**WORK ORDER**
The records that follow are to be repeated exactly, in full.

################

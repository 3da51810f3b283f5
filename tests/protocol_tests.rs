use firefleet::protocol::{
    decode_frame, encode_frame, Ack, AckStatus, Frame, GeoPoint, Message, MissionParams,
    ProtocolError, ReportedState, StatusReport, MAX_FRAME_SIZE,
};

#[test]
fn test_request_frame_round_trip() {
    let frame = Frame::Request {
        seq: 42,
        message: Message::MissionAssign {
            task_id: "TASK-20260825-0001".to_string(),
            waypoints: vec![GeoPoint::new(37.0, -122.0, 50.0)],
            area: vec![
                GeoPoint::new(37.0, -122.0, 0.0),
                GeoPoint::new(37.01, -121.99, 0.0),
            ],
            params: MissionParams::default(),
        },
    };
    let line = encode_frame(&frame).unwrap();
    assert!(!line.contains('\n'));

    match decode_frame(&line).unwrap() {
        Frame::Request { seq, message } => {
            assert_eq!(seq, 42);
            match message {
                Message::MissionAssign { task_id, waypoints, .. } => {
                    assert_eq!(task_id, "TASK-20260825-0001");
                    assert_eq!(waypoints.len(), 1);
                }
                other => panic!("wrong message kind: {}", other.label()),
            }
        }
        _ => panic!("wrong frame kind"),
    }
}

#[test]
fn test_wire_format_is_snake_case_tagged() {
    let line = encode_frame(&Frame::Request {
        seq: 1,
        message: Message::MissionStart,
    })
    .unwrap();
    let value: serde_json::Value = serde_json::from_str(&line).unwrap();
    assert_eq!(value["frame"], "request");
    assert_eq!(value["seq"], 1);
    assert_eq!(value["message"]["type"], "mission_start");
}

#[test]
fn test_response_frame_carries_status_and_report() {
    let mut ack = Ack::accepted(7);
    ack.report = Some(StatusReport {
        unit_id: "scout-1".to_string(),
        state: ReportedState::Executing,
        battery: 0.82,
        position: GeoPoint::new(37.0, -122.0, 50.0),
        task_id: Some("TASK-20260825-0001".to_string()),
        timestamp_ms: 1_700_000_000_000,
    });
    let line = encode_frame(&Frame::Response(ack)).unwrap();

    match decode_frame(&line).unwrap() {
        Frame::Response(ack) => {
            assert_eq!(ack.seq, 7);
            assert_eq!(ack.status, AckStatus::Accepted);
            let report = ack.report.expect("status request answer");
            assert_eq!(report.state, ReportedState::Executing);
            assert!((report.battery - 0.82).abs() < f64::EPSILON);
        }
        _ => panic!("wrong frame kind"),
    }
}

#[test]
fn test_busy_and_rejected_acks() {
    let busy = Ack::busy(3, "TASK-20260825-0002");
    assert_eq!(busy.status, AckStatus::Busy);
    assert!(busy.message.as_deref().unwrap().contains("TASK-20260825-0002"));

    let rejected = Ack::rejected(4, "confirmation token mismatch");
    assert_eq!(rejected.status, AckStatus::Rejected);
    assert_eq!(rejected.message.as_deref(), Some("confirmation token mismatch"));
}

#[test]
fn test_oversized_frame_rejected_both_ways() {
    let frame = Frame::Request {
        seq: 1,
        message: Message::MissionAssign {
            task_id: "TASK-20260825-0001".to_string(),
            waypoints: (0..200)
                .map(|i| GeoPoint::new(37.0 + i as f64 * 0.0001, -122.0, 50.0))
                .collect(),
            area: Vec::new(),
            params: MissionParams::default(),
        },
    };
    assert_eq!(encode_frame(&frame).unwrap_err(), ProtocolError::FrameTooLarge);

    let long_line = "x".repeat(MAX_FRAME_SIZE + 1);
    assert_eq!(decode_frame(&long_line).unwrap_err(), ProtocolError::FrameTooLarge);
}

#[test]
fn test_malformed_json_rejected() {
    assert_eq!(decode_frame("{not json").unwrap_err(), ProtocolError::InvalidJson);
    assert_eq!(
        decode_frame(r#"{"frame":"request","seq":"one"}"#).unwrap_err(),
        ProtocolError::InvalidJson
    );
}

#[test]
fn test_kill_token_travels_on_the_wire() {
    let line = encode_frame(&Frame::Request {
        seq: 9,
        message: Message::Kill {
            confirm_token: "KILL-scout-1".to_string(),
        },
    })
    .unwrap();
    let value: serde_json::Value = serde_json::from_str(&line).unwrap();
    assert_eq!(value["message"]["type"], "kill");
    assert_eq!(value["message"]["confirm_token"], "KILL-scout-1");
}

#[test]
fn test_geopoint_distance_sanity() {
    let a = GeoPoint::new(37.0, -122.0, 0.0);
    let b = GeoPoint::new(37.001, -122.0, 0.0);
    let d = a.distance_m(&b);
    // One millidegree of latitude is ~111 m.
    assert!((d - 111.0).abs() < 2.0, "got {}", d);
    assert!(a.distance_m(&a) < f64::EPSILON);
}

################

**OUTPUT FOR THIS EXERCISE**
repository 3da51810f3b283f5
filename tests/protocol_tests.rs
use firefleet::protocol::{
    decode_frame, encode_frame, Ack, AckStatus, Frame, GeoPoint, Message, MissionParams,
    ProtocolError, ReportedState, StatusReport, MAX_FRAME_SIZE,
};

#[test]
fn test_request_frame_round_trip() {
    let frame = Frame::Request {
        seq: 42,
        message: Message::MissionAssign {
            task_id: "TASK-20260825-0001".to_string(),
            waypoints: vec![GeoPoint::new(37.0, -122.0, 50.0)],
            area: vec![
                GeoPoint::new(37.0, -122.0, 0.0),
                GeoPoint::new(37.01, -121.99, 0.0),
            ],
            params: MissionParams::default(),
        },
    };
    let line = encode_frame(&frame).unwrap();
    assert!(!line.contains('\n'));

    match decode_frame(&line).unwrap() {
        Frame::Request { seq, message } => {
            assert_eq!(seq, 42);
            match message {
                Message::MissionAssign { task_id, waypoints, .. } => {
                    assert_eq!(task_id, "TASK-20260825-0001");
                    assert_eq!(waypoints.len(), 1);
                }
                other => panic!("wrong message kind: {}", other.label()),
            }
        }
        _ => panic!("wrong frame kind"),
    }
}

#[test]
fn test_wire_format_is_snake_case_tagged() {
    let line = encode_frame(&Frame::Request {
        seq: 1,
        message: Message::MissionStart,
    })
    .unwrap();
    let value: serde_json::Value = serde_json::from_str(&line).unwrap();
    assert_eq!(value["frame"], "request");
    assert_eq!(value["seq"], 1);
    assert_eq!(value["message"]["type"], "mission_start");
}

#[test]
fn test_response_frame_carries_status_and_report() {
    let mut ack = Ack::accepted(7);
    ack.report = Some(StatusReport {
        unit_id: "scout-1".to_string(),
        state: ReportedState::Executing,
        battery: 0.82,
        position: GeoPoint::new(37.0, -122.0, 50.0),
        task_id: Some("TASK-20260825-0001".to_string()),
        timestamp_ms: 1_700_000_000_000,
    });
    let line = encode_frame(&Frame::Response(ack)).unwrap();

    match decode_frame(&line).unwrap() {
        Frame::Response(ack) => {
            assert_eq!(ack.seq, 7);
            assert_eq!(ack.status, AckStatus::Accepted);
            let report = ack.report.expect("status request answer");
            assert_eq!(report.state, ReportedState::Executing);
            assert!((report.battery - 0.82).abs() < f64::EPSILON);
        }
        _ => panic!("wrong frame kind"),
    }
}

#[test]
fn test_busy_and_rejected_acks() {
    let busy = Ack::busy(3, "TASK-20260825-0002");
    assert_eq!(busy.status, AckStatus::Busy);
    assert!(busy.message.as_deref().unwrap().contains("TASK-20260825-0002"));

    let rejected = Ack::rejected(4, "confirmation token mismatch");
    assert_eq!(rejected.status, AckStatus::Rejected);
    assert_eq!(rejected.message.as_deref(), Some("confirmation token mismatch"));
}

#[test]
fn test_oversized_frame_rejected_both_ways() {
    let frame = Frame::Request {
        seq: 1,
        message: Message::MissionAssign {
            task_id: "TASK-20260825-0001".to_string(),
            waypoints: (0..200)
                .map(|i| GeoPoint::new(37.0 + i as f64 * 0.0001, -122.0, 50.0))
                .collect(),
            area: Vec::new(),
            params: MissionParams::default(),
        },
    };
    assert_eq!(encode_frame(&frame).unwrap_err(), ProtocolError::FrameTooLarge);

    let long_line = "x".repeat(MAX_FRAME_SIZE + 1);
    assert_eq!(decode_frame(&long_line).unwrap_err(), ProtocolError::FrameTooLarge);
}

#[test]
fn test_malformed_json_rejected() {
    assert_eq!(decode_frame("{not json").unwrap_err(), ProtocolError::InvalidJson);
    assert_eq!(
        decode_frame(r#"{"frame":"request","seq":"one"}"#).unwrap_err(),
        ProtocolError::InvalidJson
    );
}

#[test]
fn test_kill_token_travels_on_the_wire() {
    let line = encode_frame(&Frame::Request {
        seq: 9,
        message: Message::Kill {
            confirm_token: "KILL-scout-1".to_string(),
        },
    })
    .unwrap();
    let value: serde_json::Value = serde_json::from_str(&line).unwrap();
    assert_eq!(value["message"]["type"], "kill");
    assert_eq!(value["message"]["confirm_token"], "KILL-scout-1");
}

#[test]
fn test_geopoint_distance_sanity() {
    let a = GeoPoint::new(37.0, -122.0, 0.0);
    let b = GeoPoint::new(37.001, -122.0, 0.0);
    let d = a.distance_m(&b);
    // One millidegree of latitude is ~111 m.
    assert!((d - 111.0).abs() < 2.0, "got {}", d);
    assert!(a.distance_m(&a) < f64::EPSILON);
}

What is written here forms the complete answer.